Una República representativa, democrática y federal

A poco más de un mes del triunfo electoral de Andrés Manuel López Obrador (AMLO)  y del Movimiento de Regeneración Nacional (Morena), la pregunta aún sin respuesta es si el partido que será gobierno federal a partir del próximo 1 de diciembre y mayoría en el Congreso de la Unión el 1 de septiembre, encabezará cuatro gobiernos estatales, una jefatura de gobierno, será mayoría en  11 de los 17 congresos estatales recién electos (incluyendo al de la Ciudad de México) y gobierno municipal en ciudades de mucha importancia social, política y económica (entre estas últimas, Acapulco, con la abogada Adela Román Ocampo a la cabeza) logra impedir el establecimiento de un estado de hostilidad entre los diversos grupos políticos  que lo integran y se asume como un partido gobernante en una República representativa, democrática y federal, como según el Artículo 40 de nuestra Carta Magna es voluntad del pueblo mexicano el constituirse.

El futuro presidente de México es la única figura política de su partido. AMLO fue un fenómeno electoral que muy difícilmente se repetirá. Un “maremoto” que arrasó en las 155 mil casillas instaladas por el INE el pasado 1 de julio. Un fenómeno electoral, algo extraordinario y sorprendente,

Pero fuera de él, no hay un político en Morena con la valía suficiente como para repetir ese fenómeno electoral ni siquiera a mediano plazo. Construirlo, no es cuestión de un sexenio. A AMLO le llevó doce años para ser un triunfador electoral indiscutible. Por lo tanto, las elecciones de 2024, serán más disputadas.

Por lo anterior, es de importancia vital para Morena el que sus gobernantes (en los tres niveles de gobierno) busquen el fortalecimiento de la democracia y el apuntalamiento del federalismo.

El respeto irrestricto, es decir, ilimitado,  a la división de poderes, sería un considerable avance en un sistema político urgido de puntales que lo sostengan.

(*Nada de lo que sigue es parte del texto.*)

//! Zip fixtures for install tests.

use std::collections::BTreeMap;
use std::fs;
use std::io::{Cursor, Write};
use std::path::Path;

use zip::write::SimpleFileOptions;
use zip::{CompressionMethod, ZipWriter};

/// Builds a stored (uncompressed) zip. `None` content means a directory entry.
pub fn build_zip(entries: &[(&str, Option<&[u8]>)]) -> Vec<u8> {
    let mut writer = ZipWriter::new(Cursor::new(Vec::new()));
    let options = SimpleFileOptions::default().compression_method(CompressionMethod::Stored);
    for (name, content) in entries {
        match content {
            Some(data) => {
                writer.start_file(*name, options).unwrap();
                writer.write_all(data).unwrap();
            }
            None => writer.add_directory(*name, options).unwrap(),
        }
    }
    writer.finish().unwrap().into_inner()
}

/// A small dictionary archive laid out like the real one.
pub fn dictionary_zip() -> Vec<u8> {
    let sys: Vec<u8> = (0u8..=250).cycle().take(40 * 1024).collect();
    build_zip(&[
        ("unidic/", None),
        ("unidic/dicrc", Some(b"; dictionary settings\n".as_slice())),
        ("unidic/sys.dic", Some(sys.as_slice())),
        ("unidic/matrix.bin", Some(b"matrix-costs".as_slice())),
        ("unidic/x.bin", Some(b"unwanted".as_slice())),
    ])
}

/// Same archive with one byte of `sys.dic` data flipped, so its CRC fails.
pub fn corrupt_dictionary_zip() -> Vec<u8> {
    let mut bytes = dictionary_zip();
    // Stored data of sys.dic starts right after its local header; the byte
    // pattern 0,1,2,... is unique to it.
    let needle: Vec<u8> = (0u8..32).collect();
    let pos = bytes
        .windows(needle.len())
        .position(|w| w == needle.as_slice())
        .unwrap();
    bytes[pos + 100] ^= 0xFF;
    bytes
}

/// Relative path -> file content for every file below `root`.
pub fn snapshot(root: &Path) -> BTreeMap<String, Vec<u8>> {
    let mut out = BTreeMap::new();
    walk(root, root, &mut out);
    out
}

fn walk(root: &Path, dir: &Path, out: &mut BTreeMap<String, Vec<u8>>) {
    for entry in fs::read_dir(dir).unwrap() {
        let path = entry.unwrap().path();
        if path.is_dir() {
            walk(root, &path, out);
        } else {
            let rel = path.strip_prefix(root).unwrap().to_string_lossy().into_owned();
            out.insert(rel, fs::read(&path).unwrap());
        }
    }
}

El voto que llevó al gobierno a Andrés Manuel López Obrador y a ese singular y excepcional partido, así lo exige. Empero, el maremoto líneas arriba mencionado no se generó únicamente con el voto de la militancia morenista. Tuvo como motor principal a una sociedad civil fastidiada por la creciente corrupción entre los políticos, irritada por la obsecuencia de los legisladores para con el Ejecutivo, sumisión que avergüenza a la sociedad y reduce y desgasta a la fuerza del Estado Mexicano.

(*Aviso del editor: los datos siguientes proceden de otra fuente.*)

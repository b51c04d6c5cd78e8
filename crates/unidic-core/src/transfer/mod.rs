//! Transfer Fetcher: one resumable HTTP(S) GET with retry.
//!
//! Each attempt measures the destination file, asks for the remaining bytes
//! with `Range: bytes=<offset>-`, and streams the body to disk in chunks.
//! Failed attempts keep their bytes; the next attempt resumes after them.

mod headers;
mod label;
mod state;
mod stream;

pub use headers::{ContentRange, ResponseHead};
pub use label::label_for_url;
pub use state::TransferState;

use std::path::{Path, PathBuf};
use std::time::Duration;

use crate::progress::ProgressObserver;
use crate::retry::{run_with_retry, RetryPolicy, TransferError};

/// Per-request curl settings.
#[derive(Debug, Clone, Copy, PartialEq, Eq)]
pub struct TransferOptions {
    pub connect_timeout: Duration,
    /// A request that receives nothing for this long is aborted as timed out.
    pub stall_timeout: Duration,
    /// Receive buffer size; upper bound on the size of each streamed chunk.
    pub chunk_bytes: usize,
}

impl Default for TransferOptions {
    fn default() -> Self {
        Self {
            connect_timeout: Duration::from_secs(30),
            stall_timeout: Duration::from_secs(30),
            chunk_bytes: 8192,
        }
    }
}

/// Downloads a URL into a file, resuming from whatever the file already holds.
#[derive(Debug, Clone, Copy)]
pub struct Fetcher {
    options: TransferOptions,
    retry: RetryPolicy,
}

impl Fetcher {
    pub fn new(options: TransferOptions, retry: RetryPolicy) -> Self {
        Self { options, retry }
    }

    /// Fetches `url` into `destination` and returns the destination path.
    ///
    /// Network-level failures are retried per the retry policy, re-measuring
    /// the file before every attempt. The file is never deleted here, even
    /// when all attempts fail.
    pub fn fetch(
        &self,
        url: &str,
        destination: &Path,
        observer: &dyn ProgressObserver,
    ) -> Result<PathBuf, TransferError> {
        let mut requests = 0;
        self.fetch_limited(url, destination, observer, self.retry.max_attempts, &mut requests)
    }

    /// Like [`fetch`](Self::fetch), but sends at most `max_requests` GETs
    /// (never more than the retry policy allows) and adds each one sent to
    /// `requests`.
    pub fn fetch_limited(
        &self,
        url: &str,
        destination: &Path,
        observer: &dyn ProgressObserver,
        max_requests: u32,
        requests: &mut u32,
    ) -> Result<PathBuf, TransferError> {
        let policy = RetryPolicy::new(
            self.retry.max_attempts.min(max_requests),
            self.retry.backoff,
        );
        let size = run_with_retry(&policy, |attempt| {
            *requests += 1;
            let state = TransferState::measure(url, destination, attempt, policy.max_attempts)
                .map_err(TransferError::Storage)?;
            let range = state.range_header();
            tracing::info!(
                attempt = state.attempt,
                max_attempts = state.max_attempts,
                range = range.as_deref().unwrap_or("none"),
                "GET {}",
                state.url
            );
            stream::fetch_once(&state, &self.options, observer)
        })?;
        tracing::info!(bytes = size, "saved {}", destination.display());
        Ok(destination.to_path_buf())
    }
}
//! Safe resume: decide how a response may be applied to a partial file.
//!
//! A range request is only trusted when the server answers `206` for the
//! exact offset that was requested. A `200` means the range was ignored and
//! the local bytes must be discarded.

mod validate;

pub use validate::{plan_for_response, ResumePlan, ValidationError, ValidationErrorKind};
//! In-memory cache of the last known server state

use std::collections::{HashMap, HashSet};
use std::fmt;
use std::sync::Arc;

use tokio::sync::RwLock;

use crate::model::{Controller, Sensor, SensorGroup, WeatherSnapshot};

/// The cached entity collections
#[derive(Debug, Clone, Copy, PartialEq, Eq, Hash)]
pub enum EntityKind {
    Sensor,
    SensorGroup,
    Controller,
}

impl fmt::Display for EntityKind {
    fn fmt(&self, f: &mut fmt::Formatter<'_>) -> fmt::Result {
        match self {
            EntityKind::Sensor => write!(f, "sensor"),
            EntityKind::SensorGroup => write!(f, "sensor group"),
            EntityKind::Controller => write!(f, "controller"),
        }
    }
}

/// Anything stored in a [`Collection`] is keyed by its own id
pub trait Keyed {
    fn key(&self) -> &str;
}

impl Keyed for Sensor {
    fn key(&self) -> &str {
        &self.id
    }
}

impl Keyed for SensorGroup {
    fn key(&self) -> &str {
        &self.id
    }
}

impl Keyed for Controller {
    fn key(&self) -> &str {
        &self.id
    }
}

/// Id-keyed entities in arrival order
#[derive(Debug, Clone)]
pub struct Collection<T> {
    order: Vec<String>,
    entries: HashMap<String, T>,
}

impl<T> Default for Collection<T> {
    fn default() -> Self {
        Self {
            order: Vec::new(),
            entries: HashMap::new(),
        }
    }
}

impl<T: Keyed> Collection<T> {
    pub fn get(&self, id: &str) -> Option<&T> {
        self.entries.get(id)
    }

    pub fn get_mut(&mut self, id: &str) -> Option<&mut T> {
        self.entries.get_mut(id)
    }

    pub fn contains(&self, id: &str) -> bool {
        self.entries.contains_key(id)
    }

    pub fn len(&self) -> usize {
        self.order.len()
    }

    pub fn is_empty(&self) -> bool {
        self.order.is_empty()
    }

    /// Entities in the order they first arrived
    pub fn list(&self) -> impl Iterator<Item = &T> + '_ {
        self.order.iter().filter_map(|id| self.entries.get(id))
    }

    pub fn ids(&self) -> impl Iterator<Item = &str> + '_ {
        self.order.iter().map(String::as_str)
    }

    pub fn first(&self) -> Option<&T> {
        self.order.first().and_then(|id| self.entries.get(id))
    }

    pub fn last(&self) -> Option<&T> {
        self.order.last().and_then(|id| self.entries.get(id))
    }

    /// Insert or overwrite; an overwritten entry keeps its position.
    pub fn replace(&mut self, entity: T) {
        let id = entity.key().to_string();
        if self.entries.insert(id.clone(), entity).is_none() {
            self.order.push(id);
        }
    }

    pub fn delete(&mut self, id: &str) -> Option<T> {
        let removed = self.entries.remove(id)?;
        self.order.retain(|existing| existing != id);
        Some(removed)
    }

    /// Drop every entry whose id is not in `keep`, returning how many went.
    pub fn retain_only(&mut self, keep: &HashSet<String>) -> usize {
        let before = self.order.len();
        self.order.retain(|id| keep.contains(id));
        self.entries.retain(|id, _| keep.contains(id));
        before - self.order.len()
    }

    /// Full resync: replace every fetched entity and drop the stale rest.
    pub fn replace_all(&mut self, fetched: Vec<T>) -> usize {
        let keep: HashSet<String> = fetched.iter().map(|e| e.key().to_string()).collect();
        for entity in fetched {
            self.replace(entity);
        }
        self.retain_only(&keep)
    }
}

/// Borrowed view of any cached entity
#[derive(Debug, Clone, Copy, PartialEq)]
pub enum EntityRef<'a> {
    Sensor(&'a Sensor),
    SensorGroup(&'a SensorGroup),
    Controller(&'a Controller),
}

/// Owned entity of any kind
#[derive(Debug, Clone, PartialEq)]
pub enum Entity {
    Sensor(Sensor),
    SensorGroup(SensorGroup),
    Controller(Controller),
}

/// Last known state of every entity the dashboard shows
#[derive(Debug, Clone, Default)]
pub struct EntityCache {
    pub sensors: Collection<Sensor>,
    pub sensor_groups: Collection<SensorGroup>,
    pub controllers: Collection<Controller>,
    pub weather: Option<WeatherSnapshot>,
}

impl EntityCache {
    pub fn new() -> Self {
        Self::default()
    }

    pub fn get(&self, kind: EntityKind, id: &str) -> Option<EntityRef<'_>> {
        match kind {
            EntityKind::Sensor => self.sensors.get(id).map(EntityRef::Sensor),
            EntityKind::SensorGroup => self.sensor_groups.get(id).map(EntityRef::SensorGroup),
            EntityKind::Controller => self.controllers.get(id).map(EntityRef::Controller),
        }
    }

    pub fn contains(&self, kind: EntityKind, id: &str) -> bool {
        self.get(kind, id).is_some()
    }

    pub fn list(&self, kind: EntityKind) -> Vec<EntityRef<'_>> {
        match kind {
            EntityKind::Sensor => self.sensors.list().map(EntityRef::Sensor).collect(),
            EntityKind::SensorGroup => self
                .sensor_groups
                .list()
                .map(EntityRef::SensorGroup)
                .collect(),
            EntityKind::Controller => self.controllers.list().map(EntityRef::Controller).collect(),
        }
    }

    pub fn replace(&mut self, entity: Entity) {
        match entity {
            Entity::Sensor(sensor) => self.sensors.replace(sensor),
            Entity::SensorGroup(group) => self.sensor_groups.replace(group),
            Entity::Controller(controller) => self.controllers.replace(controller),
        }
    }

    /// Remove an entity, returning true if it was cached
    pub fn delete(&mut self, kind: EntityKind, id: &str) -> bool {
        match kind {
            EntityKind::Sensor => self.sensors.delete(id).is_some(),
            EntityKind::SensorGroup => self.sensor_groups.delete(id).is_some(),
            EntityKind::Controller => self.controllers.delete(id).is_some(),
        }
    }

    /// Resolve a group's controller, treating a dangling reference as none
    pub fn controller_of(&self, group: &SensorGroup) -> Option<&Controller> {
        group
            .controller_id
            .as_deref()
            .and_then(|id| self.controllers.get(id))
    }
}

/// Shared cache handle passed to the sync controller, view and poller
pub type CacheHandle = Arc<RwLock<EntityCache>>;

pub fn new_cache_handle() -> CacheHandle {
    Arc::new(RwLock::new(EntityCache::new()))
}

Por ello, al leer este columnista dos notas publicadas en el diario El Universal (on line) encontró el tema que buscaba para este Hontanar.

El diputado federal electo Pablo Gómez, posible coordinador de la diputación federal morenista contestó a la pregunta del reportero:

 “¿Si hay alguna iniciativa que no les guste del Ejecutivo lo dirán?”,

Respondió:

“Lo diremos y lo cambiaremos, negociaremos con el ejecutivo como se hace en el mundo entero”.

La diputada electa por Morena, Ernestina Godoy, próxima coordinadora parlamentaria del primer Congreso de la Ciudad de México, declaró que no habrá reducción del salario (dieta), ni se les descontará a los congresistas ningún tipo de “donación”, como lo desearía – no lo ha dicho aún- Andrés Manuel López Obrador.

Ambas declaraciones despiertan una esperanza de que  paulatinamente se irá terminando esa sumisión de los legisladores que tanto afecta al  federalismo mexicano. El Poder Legislativo es un Par de los poderes Ejecutivo y Judicial. Cuando realmente haya respeto entre los tres podremos afirmar con orgullo que la nuestra es una República representativa, democrática y federal.